„Islamischer Staat“ im Irak: Widerstand gegen die Besatzer
Im Nord- und Westirak formiert sich Widerstand gegen die Dschihadisten. Selbst einstige Verbündete wehren sich. Ein Grund dafür ist die Zerstörung von Heiligtümern.
ERBIL dpa | Sechs Wochen nach Beginn des Vormarsches der Terrormiliz Islamischer Staat (IS) formiert sich auch im Nord- und Westirak der Widerstand gegen die Dschihadisten. In den von den Extremisten eroberten Gebieten begehren laut Medienberichten vom Wochenende selbst einstige Verbündete auf. Gründe sind demnach das Machtgebaren der IS-Kämpfer gegenüber anderen Sunniten sowie die Zerstörung wichtiger Heiligtümer in der Region.
Die Terrorgruppe hatte am 10. Juni die Stadt Mossul eingenommen und war danach - auch mit Hilfe sunnitischer Stämme – in Richtung Bagdad vorgerückt. In den von ihr kontrollierten Gebieten riefen sie ein Kalifat aus und zwangen die Bürger zu einem streng-islamischen Leben.
Christen wurden mit Todesdrohungen vertrieben, die Zerstörung wichtiger Kulturstätten und Heiligtümer begann. Lokalen Medien zufolge sprengte die Miliz am Donnerstag die berühmte Grabstätte des Propheten Jonah in Mossul.
Nach Angaben des Gouverneurs der nördlichen Provinz Ninive haben sich inzwischen lokale Milizen im Großraum der Stadt organisiert, um die Dschihadisten zu bekämpfen. Die Zeitung Al-Sharq al-Awsat zitierte Athil al-Nudschaifi mit den Worten: „Die Bildung der Volksbrigaden zum Kampf gegen die IS-Miliz wurde vor wenigen Tagen abgeschlossen.“
Derzeit gingen die bewaffneten Einheiten unter dem Kommando eines ehemaligen irakischen Armeeoffiziers in militärischen Operationen gegen die sunnitischen Extremisten vor.
Zwangsrekrutierung in Mossul
Angaben zur Stärke der neuen Kampftruppe wollte er nicht machen. Er sagte lediglich, dass sie nicht aus den aufständischen Sunnitengruppen in der Region hervorgegangen sei. Deren Stärke sei deshalb, dass die IS-Miliz sie nicht kenne. Die Formierung der Brigaden sei die „Rache“ dafür, dass IS-Kämpfer Schreine und andere Heiligtümer in Mossul zerstört hätten, betonte er.

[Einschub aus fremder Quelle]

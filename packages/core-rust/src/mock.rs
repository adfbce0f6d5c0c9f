//! Recording endpoint for tests and demos.
//!
//! `MockEndpoint` stores every exchange it receives and can be scripted to
//! fail a number of deliveries before succeeding. Several mocks can share a
//! [`MockJournal`] to observe the global order of deliveries.

use std::collections::VecDeque;
use std::sync::atomic::{AtomicUsize, Ordering};
use std::sync::Arc;

use async_trait::async_trait;
use parking_lot::Mutex;

use crate::error::ExchangeError;
use crate::exchange::Exchange;
use crate::traits::{Endpoint, Processor};

/// Shared, ordered log of endpoint URIs that received a delivery.
pub type MockJournal = Arc<Mutex<Vec<String>>>;

/// Scripted outcome for upcoming deliveries.
#[derive(Debug, Clone)]
enum Script {
    /// Fail the next deliveries, popping one error per delivery.
    FailNext(VecDeque<ExchangeError>),
    /// Fail every delivery with this error.
    Always(ExchangeError),
}

/// In-memory endpoint that records what it receives.
pub struct MockEndpoint {
    uri: String,
    received: Mutex<Vec<Exchange>>,
    attempts: AtomicUsize,
    script: Mutex<Option<Script>>,
    journal: Option<MockJournal>,
}

impl MockEndpoint {
    /// Creates a mock that accepts every exchange.
    pub fn new(uri: impl Into<String>) -> Self {
        Self {
            uri: uri.into(),
            received: Mutex::new(Vec::new()),
            attempts: AtomicUsize::new(0),
            script: Mutex::new(None),
            journal: None,
        }
    }

    /// Creates a mock that appends its URI to `journal` on every delivery attempt.
    pub fn with_journal(uri: impl Into<String>, journal: MockJournal) -> Self {
        Self {
            journal: Some(journal),
            ..Self::new(uri)
        }
    }

    /// Fails the next `times` deliveries with `error`, then accepts again.
    #[must_use]
    pub fn failing_times(self, times: usize, error: ExchangeError) -> Self {
        self.fail_next(times, error);
        self
    }

    /// Scripts the next `times` deliveries to fail with `error`.
    pub fn fail_next(&self, times: usize, error: ExchangeError) {
        *self.script.lock() = Some(Script::FailNext(
            std::iter::repeat(error).take(times).collect(),
        ));
    }

    /// Fails every delivery with `error`.
    #[must_use]
    pub fn always_failing(self, error: ExchangeError) -> Self {
        *self.script.lock() = Some(Script::Always(error));
        self
    }

    /// Removes any failure script; subsequent deliveries succeed.
    pub fn heal(&self) {
        *self.script.lock() = None;
    }

    /// Exchanges accepted so far, in arrival order.
    pub fn received(&self) -> Vec<Exchange> {
        self.received.lock().clone()
    }

    /// Number of exchanges accepted so far.
    pub fn received_count(&self) -> usize {
        self.received.lock().len()
    }

    /// Number of delivery attempts, successful or not.
    pub fn attempts(&self) -> usize {
        self.attempts.load(Ordering::SeqCst)
    }

    fn next_failure(&self) -> Option<ExchangeError> {
        let mut script = self.script.lock();
        match script.as_mut() {
            Some(Script::Always(err)) => Some(err.clone()),
            Some(Script::FailNext(queue)) => {
                let err = queue.pop_front();
                if queue.is_empty() {
                    *script = None;
                }
                err
            }
            None => None,
        }
    }
}

#[async_trait]
impl Processor for MockEndpoint {
    async fn process(&self, exchange: &mut Exchange) -> Result<(), ExchangeError> {
        self.attempts.fetch_add(1, Ordering::SeqCst);
        if let Some(journal) = &self.journal {
            journal.lock().push(self.uri.clone());
        }
        if let Some(err) = self.next_failure() {
            tracing::debug!(uri = %self.uri, error = %err, "mock endpoint failing delivery");
            return Err(err);
        }
        self.received.lock().push(exchange.clone());
        Ok(())
    }
}

impl Endpoint for MockEndpoint {
    fn uri(&self) -> &str {
        &self.uri
    }
}

impl std::fmt::Debug for MockEndpoint {
    fn fmt(&self, f: &mut std::fmt::Formatter<'_>) -> std::fmt::Result {
        f.debug_struct("MockEndpoint")
            .field("uri", &self.uri)
            .field("attempts", &self.attempts())
            .finish_non_exhaustive()
    }
}

#[cfg(test)]
mod tests {
    use super::*;
    use crate::types::Value;

    #[tokio::test]
    async fn records_accepted_exchanges() {
        let mock = MockEndpoint::new("mock:a");
        let mut ex = Exchange::with_body("hello");
        mock.process(&mut ex).await.unwrap();
        assert_eq!(mock.received_count(), 1);
        assert_eq!(mock.received()[0].body, Value::from("hello"));
        assert_eq!(mock.uri(), "mock:a");
    }

    #[tokio::test]
    async fn fails_scripted_number_of_times() {
        let mock = MockEndpoint::new("mock:flaky").failing_times(2, ExchangeError::io("down"));
        let mut ex = Exchange::new();
        assert!(mock.process(&mut ex).await.is_err());
        assert!(mock.process(&mut ex).await.is_err());
        assert!(mock.process(&mut ex).await.is_ok());
        assert_eq!(mock.attempts(), 3);
        assert_eq!(mock.received_count(), 1);
    }

    #[tokio::test]
    async fn journal_is_shared_between_mocks() {
        let journal = MockJournal::default();
        let a = MockEndpoint::with_journal("mock:a", journal.clone());
        let b = MockEndpoint::with_journal("mock:b", journal.clone());
        let mut ex = Exchange::new();
        b.process(&mut ex).await.unwrap();
        a.process(&mut ex).await.unwrap();
        assert_eq!(*journal.lock(), vec!["mock:b", "mock:a"]);
    }
}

Ein Stammesführer in der westirakischen Provinz Al-Anbar gab ebenfalls seinen Widerstand gegen die Terrororganisation bekannt. Ahmed Abu Rischa sagte dem kurdischen Nachrichtenportal Rudaw in einem Telefon-Interview, dass seine Kämpfer die Dschihadisten aus der Region vertreiben und „die Stadt Falludscha in den kommenden Tagen befreien“ wollten. Seinen Angaben nach soll es dafür sogar eine Kooperation mit dem irakischen Militär geben.
Allerdings lehnen andere sunnitische Stämme es laut „Al-Scharq al-Awsat“ derzeit ab, die Waffen gegen IS-Extremisten zu erheben. Ein solcher Schritt würde lediglich den umstrittenen schiitischen Ministerpräsidenten Nuri al-Maliki stärken, argumentieren sie.
Mehrere irakische Medien berichten, dass die Dschihadisten in Mossul mit der Zwangsrekrutierung von Männern im Alter von 17 bis 37 begonnen hätten. Einige seien auch schon zum Kämpfen nach Syrien geschickt worden. Das kurdische Nachrichtenportal Basnews zitiert einen aus der Stadt geflohenen Jugendlichen mit den Worten: „Sobald Du der Gruppe beitrittst, schicken sie Dich nach Syrien oder in den Kampf gegen die irakische Armee.“
Ein jahrelanger blutiger Machtkampf zwischen Sunniten und Schiiten im Irak hat den Vormarsch der IS-Milizen begünstigt. Noch immer haben sich die politischen Blöcke in Bagdad nicht auf ein gemeinsames Vorgehen verständigt. Nach Angaben der Vereinten Nationen wurden im Irak seit Jahresbeginn rund 5600 Zivilisten getötet.